Arafat muere sin realizar su sueño
Yaser Arafat murió en la madrugada de ayer en un hospital militar de París, tras dos semanas de internamiento por una misteriosa enfermedad. Tenía 75 años y un sueño que le sobrevive: la creación de un Estado independiente para el pueblo palestino. La dedicación con la que persiguió este sueño le ha convertido en un icono de la causa palestina. Para sus muchos enemigos, más que un visionario era un fanático y un terrorista, aunque esa visión se ha ido matizando al tiempo que se involucraba en la vía diplomática para resolver los conflictos con Israel.
Los funerales por Arafat se celebrarán hoy en El Cairo, pero el líder palestino será enterrado en la Mukata de Ramala, el fuerte británico que le sirvió de sede para el Gobierno de la Autoridad Palestina y donde vivió, confinado por el Gobierno israelí de Ariel Sharón, durante los últimos tres años.

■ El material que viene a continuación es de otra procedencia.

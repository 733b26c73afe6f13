//! Tests for the block store: mutation, selection, and reordering.

use crate::core::{BlockKind, BlockPatch, BlockProps, BlockStore};

#[test]
fn add_appends_in_order() {
    let mut store = BlockStore::new();
    let a = store.add(BlockKind::Text);
    let b = store.add(BlockKind::Image);
    let c = store.add(BlockKind::Survey);

    assert_eq!(store.len(), 3);
    let ids: Vec<_> = store.blocks().iter().map(|b| b.id).collect();
    assert_eq!(ids, vec![a, b, c]);
}

#[test]
fn add_then_remove_restores_previous_state() {
    let mut store = BlockStore::new();
    store.add(BlockKind::Text);
    let snapshot: Vec<_> = store.blocks().to_vec();

    let id = store.add(BlockKind::Reaction);
    store.remove(id);

    assert_eq!(store.blocks(), snapshot.as_slice());
}

#[test]
fn remove_nonexistent_id_is_a_no_op() {
    let mut store = BlockStore::new();
    store.add(BlockKind::Text);
    store.add(BlockKind::Image);
    let snapshot: Vec<_> = store.blocks().to_vec();

    store.remove(crate::core::BlockId::new());

    assert_eq!(store.blocks(), snapshot.as_slice());
}

#[test]
fn remove_selected_block_clears_selection() {
    let mut store = BlockStore::new();
    let a = store.add(BlockKind::Text);
    let b = store.add(BlockKind::Image);

    store.select(a);
    assert_eq!(store.selected(), Some(a));

    store.remove(a);
    assert_eq!(store.selected(), None);

    // removing a non-selected block leaves the selection alone
    store.select(b);
    store.remove(crate::core::BlockId::new());
    assert_eq!(store.selected(), Some(b));
}

#[test]
fn select_unknown_id_is_a_no_op() {
    let mut store = BlockStore::new();
    let a = store.add(BlockKind::Text);
    store.select(a);

    store.select(crate::core::BlockId::new());
    assert_eq!(store.selected(), Some(a));

    store.clear_selection();
    assert_eq!(store.selected(), None);
}

#[test]
fn update_merges_into_matching_block() {
    let mut store = BlockStore::new();
    let id = store.add(BlockKind::Text);

    store.update(id, &BlockPatch::new().with_content("Hello"));

    match &store.get(id).unwrap().props {
        BlockProps::Text { content, .. } => assert_eq!(content, "Hello"),
        other => panic!("expected text props, got {other:?}"),
    }
}

#[test]
fn update_absent_id_is_a_no_op() {
    let mut store = BlockStore::new();
    store.add(BlockKind::Text);
    let snapshot: Vec<_> = store.blocks().to_vec();

    store.update(
        crate::core::BlockId::new(),
        &BlockPatch::new().with_content("nobody home"),
    );

    assert_eq!(store.blocks(), snapshot.as_slice());
}

#[test]
fn reorder_permutes_without_changing_content() {
    let mut store = BlockStore::new();
    let a = store.add(BlockKind::Text);
    let b = store.add(BlockKind::Image);
    let c = store.add(BlockKind::Reaction);
    let before: Vec<_> = store.blocks().to_vec();

    store.reorder(&[c, a, b]);

    let ids: Vec<_> = store.blocks().iter().map(|b| b.id).collect();
    assert_eq!(ids, vec![c, a, b]);
    for block in &before {
        assert_eq!(store.get(block.id), Some(block));
    }
}

#[test]
fn reorder_does_not_validate_the_id_set() {
    // The caller owns supplying a permutation; a short list silently drops
    // the blocks it leaves out.
    let mut store = BlockStore::new();
    let a = store.add(BlockKind::Text);
    let b = store.add(BlockKind::Image);

    store.select(b);
    store.reorder(&[a]);

    assert_eq!(store.len(), 1);
    assert!(store.contains(a));
    assert!(!store.contains(b));
    // the dropped block was selected; the pointer must not dangle
    assert_eq!(store.selected(), None);
}

#[test]
fn reorder_skips_ids_that_match_nothing() {
    let mut store = BlockStore::new();
    let a = store.add(BlockKind::Text);
    let b = store.add(BlockKind::Image);

    store.reorder(&[crate::core::BlockId::new(), b, a]);

    let ids: Vec<_> = store.blocks().iter().map(|b| b.id).collect();
    assert_eq!(ids, vec![b, a]);
}

#[test]
fn duplicate_inserts_copy_after_original() {
    let mut store = BlockStore::new();
    let a = store.add(BlockKind::Text);
    let b = store.add(BlockKind::Image);
    store.update(a, &BlockPatch::new().with_content("copy me"));

    let copy = store.duplicate(a).expect("duplicate existing block");

    assert_ne!(copy, a);
    let ids: Vec<_> = store.blocks().iter().map(|b| b.id).collect();
    assert_eq!(ids, vec![a, copy, b]);
    assert_eq!(store.get(copy).unwrap().props, store.get(a).unwrap().props);
}

#[test]
fn duplicate_absent_id_returns_none() {
    let mut store = BlockStore::new();
    store.add(BlockKind::Text);
    assert_eq!(store.duplicate(crate::core::BlockId::new()), None);
    assert_eq!(store.len(), 1);
}

#[test]
fn clear_empties_sequence_and_selection() {
    let mut store = BlockStore::new();
    let a = store.add(BlockKind::Text);
    store.select(a);

    store.clear();

    assert!(store.is_empty());
    assert_eq!(store.selected(), None);
}
//! End-to-end flows: author a sequence, preview it, export and reload it,
//! then run it and summarize the outcome.

use crate::core::{BlockKind, BlockPatch, BlockStore, SurveyKind};
use crate::document::{self, ExperimentDocument};
use crate::preview;
use crate::runtime::{InstantRunner, RunController, RunStatus};

use std::sync::{Arc, Mutex};

fn author_session() -> BlockStore {
    let mut store = BlockStore::new();

    let intro = store.add(BlockKind::Text);
    store.update(
        intro,
        &BlockPatch::new()
            .with_content("Welcome to the study")
            .with_alignment("left"),
    );

    let picture = store.add(BlockKind::Image);
    store.update(
        picture,
        &BlockPatch::new().with_url("https://cdn.example/stim.png"),
    );

    let rt = store.add(BlockKind::Reaction);
    store.update(rt, &BlockPatch::new().with_time_limit_ms(1_000));

    let survey = store.add(BlockKind::Survey);
    store.update(
        survey,
        &BlockPatch::new()
            .with_question("How difficult was this?")
            .with_survey_kind(SurveyKind::Rating),
    );

    store
}

#[test]
fn preview_reflects_the_authored_sequence() {
    let mut store = author_session();
    let report = preview::render(store.blocks());

    assert_eq!(report.block_count, 4);
    assert_eq!(report.distinct_kinds, 4);
    assert_eq!(report.entries.len(), 4);
    assert_eq!(report.entries[0].title, "Text");
    assert!(report.entries[0].body.contains("Welcome to the study"));

    // duplicating the text block adds a block but not a new kind
    let first = store.blocks()[0].id;
    store.duplicate(first).unwrap();
    let report = preview::render(store.blocks());
    assert_eq!(report.block_count, 5);
    assert_eq!(report.distinct_kinds, 4);
}

#[test]
fn export_import_roundtrip_preserves_the_sequence() {
    let store = author_session();
    let doc = ExperimentDocument::from_store(&store);

    let json = doc.to_json().expect("export");
    let reloaded = ExperimentDocument::from_json(&json).expect("import");
    assert_eq!(reloaded.blocks.as_slice(), store.blocks());

    let restored = reloaded.into_store();
    assert_eq!(restored.blocks(), store.blocks());
    assert_eq!(restored.selected(), None);
}

#[test]
fn documents_survive_a_trip_through_disk() {
    let store = author_session();
    let doc = ExperimentDocument::from_store(&store);

    let dir = tempfile::tempdir().expect("tempdir");
    let path = dir.path().join("experiment.json");

    doc.save(&path).expect("save");
    let loaded = ExperimentDocument::load(&path).expect("load");
    assert_eq!(loaded, doc);
}

#[test]
fn loading_garbage_reports_an_invalid_document() {
    let err = ExperimentDocument::from_json("{not json").unwrap_err();
    assert!(err.to_string().contains("invalid document"));
}

#[tokio::test]
async fn authored_sequence_runs_to_a_summarizable_result() {
    let store = author_session();
    let controller = RunController::new(InstantRunner);
    let delivered = Arc::new(Mutex::new(None));

    let slot = delivered.clone();
    let status = controller
        .run(store.blocks(), move |result| {
            *slot.lock().unwrap() = Some(result);
        })
        .await;
    assert_eq!(status, RunStatus::Completed);

    let result = delivered.lock().unwrap().take().expect("result delivered");
    // 4 authored blocks plus welcome and completion
    assert_eq!(result.len(), 6);

    let summary = preview::summarize(&result);
    assert_eq!(summary.trials, 6);
    assert!(summary.elapsed_ms >= 0.0);

    // the reaction record carries its analysis tags through the run
    let reaction = result
        .records
        .iter()
        .find(|r| r.tags.get("task").map(String::as_str) == Some("reaction"))
        .expect("reaction record");
    assert!(reaction.tags.contains_key("stimulus"));

    let exported = document::export_result(&result).expect("export result");
    let parsed: crate::runtime::RunResult =
        serde_json::from_str(&exported).expect("result json parses back");
    assert_eq!(parsed, result);
}

#[test]
fn imported_unknown_blocks_flow_through_preview_and_compile() {
    let json = r#"{
        "blocks": [
            {
                "id": "9f2d3a4e-0f2b-4c8a-9d68-0b1a2c3d4e5f",
                "type": "audio",
                "props": { "src": "tone.wav" }
            }
        ]
    }"#;

    let store = ExperimentDocument::from_json(json)
        .expect("document with unknown block imports")
        .into_store();
    assert_eq!(store.len(), 1);

    let report = preview::render(store.blocks());
    assert_eq!(report.entries[0].title, "Unsupported block");

    let timeline = crate::compiler::compile(store.blocks());
    assert_eq!(timeline.len(), 1);
}
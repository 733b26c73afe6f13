//! Run results
//!
//! The flat ordered record list the engine delivers once, at full-timeline
//! completion. Beyond record count, elapsed time, and the tags this crate
//! attached at compile time, the payload is opaque to this subsystem: it is
//! held only for the results view and the download, never persisted here.

use std::collections::HashMap;

use serde::{Deserialize, Serialize};

/// One recorded trial outcome.
#[derive(Debug, Clone, PartialEq, Serialize, Deserialize)]
pub struct TrialRecord {
    /// Position of the trial in the executed timeline.
    pub index: usize,
    /// Elapsed time from trial onset to its advance condition, if measured.
    #[serde(skip_serializing_if = "Option::is_none")]
    pub rt_ms: Option<f64>,
    /// Raw response payload as reported by the engine.
    #[serde(skip_serializing_if = "Option::is_none")]
    pub response: Option<serde_json::Value>,
    /// Labels copied from the descriptor (e.g. task, stimulus).
    #[serde(default, skip_serializing_if = "HashMap::is_empty")]
    pub tags: HashMap<String, String>,
}

/// Ordered outcome of a completed run: one record per executed trial,
/// synthetic welcome and completion trials included, plus the total
/// wall-clock time.
#[derive(Debug, Clone, PartialEq, Serialize, Deserialize)]
pub struct RunResult {
    pub records: Vec<TrialRecord>,
    pub duration_ms: f64,
}

impl RunResult {
    /// Number of recorded trials.
    pub fn len(&self) -> usize {
        self.records.len()
    }

    /// Whether the run recorded nothing.
    pub fn is_empty(&self) -> bool {
        self.records.is_empty()
    }
}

Arafat, nacido en 1929 en el seno de una familia palestina en El Cairo, según su partida de nacimiento, quiso ser enterrado en Jerusalén, donde él aseguraba que había nacido. Pero esto también forma parte de ese sueño que no verá.
Arafat empezó su lucha a los 17 años, haciendo contrabando de armas a Palestina desde Egipto. Eso ocurría dos años antes de que en 1948 Israel declarara su independencia, y por entonces Arafat ya se había convertido en un nacionalista palestino que canalizaba sus aspiraciones políticas a través de la presidencia del Sindicato de Estudiantes Palestinos en la Universidad de El Cairo.
Este fue su primer gran papel como líder. Pero fue la cofundación del grupo clandestino Fatah en 1958, que empleó la llamada 'violencia de la revolución popular' para liberar Palestina, lo que le dio relevancia militar y política.
En 1968 las guerrillas palestinas y los jordanos libraron una importante y sangrienta batalla contra los israelíes en Karameh que engrandeció la figura de Arafat e hizo que muchos palestinos se unieran a Fatah, un movimiento que se integró en la OLP y que Arafat presidió desde 1969.
La OLP fue reconocida por los países árabes en 1974 como legítimo representante del pueblo palestino, lo que convirtió a Arafat en el líder de la causa. Pero sus relaciones con los gobiernos árabes no fueron siempre cordiales. En 1971 el rey Husein le expulsó de Jordania, y la firma de la paz entre Egipto e Israel, que criticó duramente, le restó protagonismo político mientras una buena parte del mundo le veía como un líder terrorista.
Pese a sus críticas a los procesos de paz con Israel, Arafat terminó imponiendo su sentido práctico y, tras la explosión de la primera Intifada, en noviembre de 1988 dio el paso histórico de renunciar a la violencia y aceptar el derecho a la existencia del Estado de Israel.
Sería el comienzo de un camino diplomático que cristalizó en las negociaciones con Israel que acabaron en el acuerdo de Oslo, que permitía el establecimiento de una Autoridad Palestina en Gaza y Cisjordania. La firma del acuerdo produjo una de las fotos más importantes del siglo XX cuando en septiembre de 1993 dio la mano al primer ministro Isaac Rabin. Ello les valió a Arafat, Rabin, y al ministro de exteriores israelí el premio Nobel de la Paz en 1994, el mismo año en el que volvía, tras 27 de ausencia, a Gaza.
Pero las siguientes conversaciones de paz no han sido fáciles. Con Benjamín Netanyahu en el poder tras el asesinato de Rabin, Oslo empezó a desmoronarse. La situación mejoró con la elección del laborista Ehud Barak, con quien se abrieron las negociaciones de Camp David, auspiciadas por Bill Clinton, y que nunca llegaron a plasmarse en un acuerdo por negarse Arafat a ello.
Para muchos, las ofertas que Barak hizo eran las más generosas que nunca han tenido en su mano los palestinos. Con Sharon y la explosión del la segunda intifada las posiciones del guerrero palestino se enquistaron, por lo que su muerte se ve como una oportunidad de paz.
No será fácil. Arafat muere con un legado difícil de gestionar por el personalismo que imprimió a un Gobierno que a menudo ha sido tachado de corrupto: su fortuna personal está valorada, según la revista Forbes, en más de 300 millones de dólares. Deja un pueblo, el palestino, unido por su figura y separado por luchas ideológicas de los líderes que le sobreviven.